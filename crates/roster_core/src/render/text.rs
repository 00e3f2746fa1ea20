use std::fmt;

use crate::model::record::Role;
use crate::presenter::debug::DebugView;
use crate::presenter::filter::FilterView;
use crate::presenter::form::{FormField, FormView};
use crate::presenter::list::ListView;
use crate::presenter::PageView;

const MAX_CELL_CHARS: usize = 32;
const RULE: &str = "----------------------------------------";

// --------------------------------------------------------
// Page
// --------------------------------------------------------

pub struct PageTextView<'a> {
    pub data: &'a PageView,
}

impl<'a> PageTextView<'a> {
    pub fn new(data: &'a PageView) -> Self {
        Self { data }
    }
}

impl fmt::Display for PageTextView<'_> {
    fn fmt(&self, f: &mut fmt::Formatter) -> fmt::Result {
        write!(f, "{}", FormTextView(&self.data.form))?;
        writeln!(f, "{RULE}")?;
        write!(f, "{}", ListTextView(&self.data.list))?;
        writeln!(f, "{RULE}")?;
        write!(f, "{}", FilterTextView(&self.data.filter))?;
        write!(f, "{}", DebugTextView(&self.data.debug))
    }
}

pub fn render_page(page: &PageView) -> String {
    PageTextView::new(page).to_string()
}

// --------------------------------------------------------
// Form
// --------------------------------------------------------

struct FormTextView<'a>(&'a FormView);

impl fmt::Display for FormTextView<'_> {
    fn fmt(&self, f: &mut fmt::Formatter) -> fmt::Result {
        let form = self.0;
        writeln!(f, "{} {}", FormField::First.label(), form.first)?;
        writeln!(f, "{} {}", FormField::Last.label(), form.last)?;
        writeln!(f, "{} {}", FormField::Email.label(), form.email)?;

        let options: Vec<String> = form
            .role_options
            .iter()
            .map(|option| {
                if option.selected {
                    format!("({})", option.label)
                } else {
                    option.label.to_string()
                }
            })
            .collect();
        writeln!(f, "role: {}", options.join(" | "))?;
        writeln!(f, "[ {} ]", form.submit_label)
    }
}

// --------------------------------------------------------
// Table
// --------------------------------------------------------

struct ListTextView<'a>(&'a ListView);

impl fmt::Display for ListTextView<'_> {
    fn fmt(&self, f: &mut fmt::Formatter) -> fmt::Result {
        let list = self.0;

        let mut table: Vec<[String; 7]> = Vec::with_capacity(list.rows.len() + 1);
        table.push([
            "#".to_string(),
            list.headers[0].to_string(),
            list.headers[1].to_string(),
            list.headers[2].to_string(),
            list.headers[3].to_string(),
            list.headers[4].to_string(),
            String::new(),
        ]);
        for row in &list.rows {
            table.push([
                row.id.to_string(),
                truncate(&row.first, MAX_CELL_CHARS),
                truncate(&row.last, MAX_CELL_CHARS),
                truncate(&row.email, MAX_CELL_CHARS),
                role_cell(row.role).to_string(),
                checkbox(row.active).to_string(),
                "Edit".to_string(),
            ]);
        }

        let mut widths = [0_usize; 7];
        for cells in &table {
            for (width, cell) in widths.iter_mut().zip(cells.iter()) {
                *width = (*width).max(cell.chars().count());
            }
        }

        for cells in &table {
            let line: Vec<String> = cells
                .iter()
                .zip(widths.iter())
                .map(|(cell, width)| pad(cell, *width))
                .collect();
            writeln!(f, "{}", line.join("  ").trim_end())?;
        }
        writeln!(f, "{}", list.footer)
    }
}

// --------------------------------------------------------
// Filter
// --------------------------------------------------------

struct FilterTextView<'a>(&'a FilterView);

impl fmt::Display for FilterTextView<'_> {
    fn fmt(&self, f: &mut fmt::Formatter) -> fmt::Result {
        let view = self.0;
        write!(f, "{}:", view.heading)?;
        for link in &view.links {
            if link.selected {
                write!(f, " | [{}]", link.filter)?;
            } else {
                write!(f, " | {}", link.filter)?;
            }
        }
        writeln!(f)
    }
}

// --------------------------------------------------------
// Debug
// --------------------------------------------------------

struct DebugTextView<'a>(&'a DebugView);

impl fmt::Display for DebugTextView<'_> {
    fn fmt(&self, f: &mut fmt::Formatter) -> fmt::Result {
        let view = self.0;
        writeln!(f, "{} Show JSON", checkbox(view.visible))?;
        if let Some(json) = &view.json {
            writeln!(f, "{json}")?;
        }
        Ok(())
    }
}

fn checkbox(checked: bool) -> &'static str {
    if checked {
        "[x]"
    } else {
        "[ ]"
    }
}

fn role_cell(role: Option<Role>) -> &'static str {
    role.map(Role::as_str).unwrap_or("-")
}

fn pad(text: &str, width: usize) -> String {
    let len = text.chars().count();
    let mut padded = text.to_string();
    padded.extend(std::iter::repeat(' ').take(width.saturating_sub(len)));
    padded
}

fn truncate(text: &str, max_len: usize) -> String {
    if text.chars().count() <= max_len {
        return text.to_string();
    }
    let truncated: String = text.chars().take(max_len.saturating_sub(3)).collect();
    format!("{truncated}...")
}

---*---

Lines that contain "FormField" are to be copied from the records above.

use crate::presenter::form::{FormField, FormView};
        writeln!(f, "{} {}", FormField::First.label(), form.first)?;
        writeln!(f, "{} {}", FormField::Last.label(), form.last)?;
        writeln!(f, "{} {}", FormField::Email.label(), form.email)?;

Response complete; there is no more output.